Stored data:

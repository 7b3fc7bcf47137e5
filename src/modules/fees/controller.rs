use axum::{Json, extract::Path, http::StatusCode};
use schoolhub_core::AppError;
use schoolhub_models::{ClassId, FeeId, PrincipalId};
use tracing::instrument;

use super::model::{CreateFeeDto, Fee, FeeSummary, UpdateFeeDto};
use super::service::FeeService;
use crate::middleware::auth::AuthUser;
use crate::middleware::role::require_staff_or_self;
use crate::middleware::tenant::Tenant;
use crate::modules::auth::controller::ErrorResponse;
use crate::modules::auth::model::MessageResponse;
use crate::validator::ValidatedJson;

#[utoipa::path(
    get,
    path = "/api/fees/class/{classId}",
    params(
        ("classId" = ClassId, Path, description = "Class ID"),
        crate::middleware::tenant::SchoolScopeQuery
    ),
    responses(
        (status = 200, description = "Fees of the class", body = Vec<Fee>),
        (status = 403, description = "Forbidden - staff only", body = ErrorResponse),
        (status = 404, description = "Class not found", body = ErrorResponse)
    ),
    security(
        ("bearer_auth" = [])
    ),
    tag = "Fees"
)]
#[instrument(skip_all, fields(class.id = %class_id))]
pub async fn get_class_fees(
    Tenant(tenant): Tenant,
    Path(class_id): Path<ClassId>,
) -> Result<Json<Vec<Fee>>, AppError> {
    Ok(Json(FeeService::class_fees(&tenant, class_id).await?))
}

#[utoipa::path(
    get,
    path = "/api/fees/student/{studentId}",
    params(
        ("studentId" = PrincipalId, Path, description = "Student ID"),
        crate::middleware::tenant::SchoolScopeQuery
    ),
    responses(
        (status = 200, description = "Fees of the student", body = Vec<Fee>),
        (status = 403, description = "Forbidden", body = ErrorResponse),
        (status = 404, description = "Student not found", body = ErrorResponse)
    ),
    security(
        ("bearer_auth" = [])
    ),
    tag = "Fees"
)]
#[instrument(skip_all, fields(student.id = %student_id))]
pub async fn get_student_fees(
    auth_user: AuthUser,
    Tenant(tenant): Tenant,
    Path(student_id): Path<PrincipalId>,
) -> Result<Json<Vec<Fee>>, AppError> {
    require_staff_or_self(&auth_user.0, student_id)?;
    Ok(Json(FeeService::student_fees(&tenant, student_id).await?))
}

#[utoipa::path(
    post,
    path = "/api/fees",
    params(crate::middleware::tenant::SchoolScopeQuery),
    request_body = CreateFeeDto,
    responses(
        (status = 201, description = "Fee created", body = Fee),
        (status = 403, description = "Forbidden - admin only", body = ErrorResponse),
        (status = 404, description = "Student or class not found", body = ErrorResponse),
        (status = 422, description = "Validation error", body = ErrorResponse)
    ),
    security(
        ("bearer_auth" = [])
    ),
    tag = "Fees"
)]
#[instrument(skip_all)]
pub async fn create_fee(
    Tenant(tenant): Tenant,
    ValidatedJson(dto): ValidatedJson<CreateFeeDto>,
) -> Result<(StatusCode, Json<Fee>), AppError> {
    let fee = FeeService::create_fee(&tenant, dto).await?;
    Ok((StatusCode::CREATED, Json(fee)))
}

#[utoipa::path(
    put,
    path = "/api/fees/{id}",
    params(
        ("id" = FeeId, Path, description = "Fee ID"),
        crate::middleware::tenant::SchoolScopeQuery
    ),
    request_body = UpdateFeeDto,
    responses(
        (status = 200, description = "Fee updated", body = Fee),
        (status = 403, description = "Forbidden - admin only", body = ErrorResponse),
        (status = 404, description = "Fee not found", body = ErrorResponse),
        (status = 422, description = "Validation error", body = ErrorResponse)
    ),
    security(
        ("bearer_auth" = [])
    ),
    tag = "Fees"
)]
#[instrument(skip_all, fields(fee.id = %id))]
pub async fn update_fee(
    Tenant(tenant): Tenant,
    Path(id): Path<FeeId>,
    ValidatedJson(dto): ValidatedJson<UpdateFeeDto>,
) -> Result<Json<Fee>, AppError> {
    Ok(Json(FeeService::update_fee(&tenant, id, dto).await?))
}

#[utoipa::path(
    delete,
    path = "/api/fees/{id}",
    params(
        ("id" = FeeId, Path, description = "Fee ID"),
        crate::middleware::tenant::SchoolScopeQuery
    ),
    responses(
        (status = 200, description = "Fee deleted", body = MessageResponse),
        (status = 403, description = "Forbidden - admin only", body = ErrorResponse),
        (status = 404, description = "Fee not found", body = ErrorResponse)
    ),
    security(
        ("bearer_auth" = [])
    ),
    tag = "Fees"
)]
#[instrument(skip_all, fields(fee.id = %id))]
pub async fn delete_fee(
    Tenant(tenant): Tenant,
    Path(id): Path<FeeId>,
) -> Result<Json<MessageResponse>, AppError> {
    FeeService::delete_fee(&tenant, id).await?;
    Ok(Json(MessageResponse::new("Fee deleted successfully")))
}

#[utoipa::path(
    get,
    path = "/api/fees/summary/class/{classId}",
    params(
        ("classId" = ClassId, Path, description = "Class ID"),
        crate::middleware::tenant::SchoolScopeQuery
    ),
    responses(
        (status = 200, description = "Totals and status counts", body = FeeSummary),
        (status = 403, description = "Forbidden - staff only", body = ErrorResponse),
        (status = 404, description = "Class not found", body = ErrorResponse)
    ),
    security(
        ("bearer_auth" = [])
    ),
    tag = "Fees"
)]
#[instrument(skip_all, fields(class.id = %class_id))]
pub async fn get_fee_summary(
    Tenant(tenant): Tenant,
    Path(class_id): Path<ClassId>,
) -> Result<Json<FeeSummary>, AppError> {
    Ok(Json(FeeService::class_summary(&tenant, class_id).await?))
}
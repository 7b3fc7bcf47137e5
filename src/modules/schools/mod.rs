pub mod controller;
pub mod model;
pub mod router;
pub mod service;

pub use router::init_schools_router;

What to do: Which lines in the records above contain the string "found"? Copy them.

Exercise solution:
        (status = 404, description = "Class not found", body = ErrorResponse)
        (status = 404, description = "Student not found", body = ErrorResponse)
        (status = 404, description = "Student or class not found", body = ErrorResponse),
        (status = 404, description = "Fee not found", body = ErrorResponse),
        (status = 404, description = "Fee not found", body = ErrorResponse)
        (status = 404, description = "Class not found", body = ErrorResponse)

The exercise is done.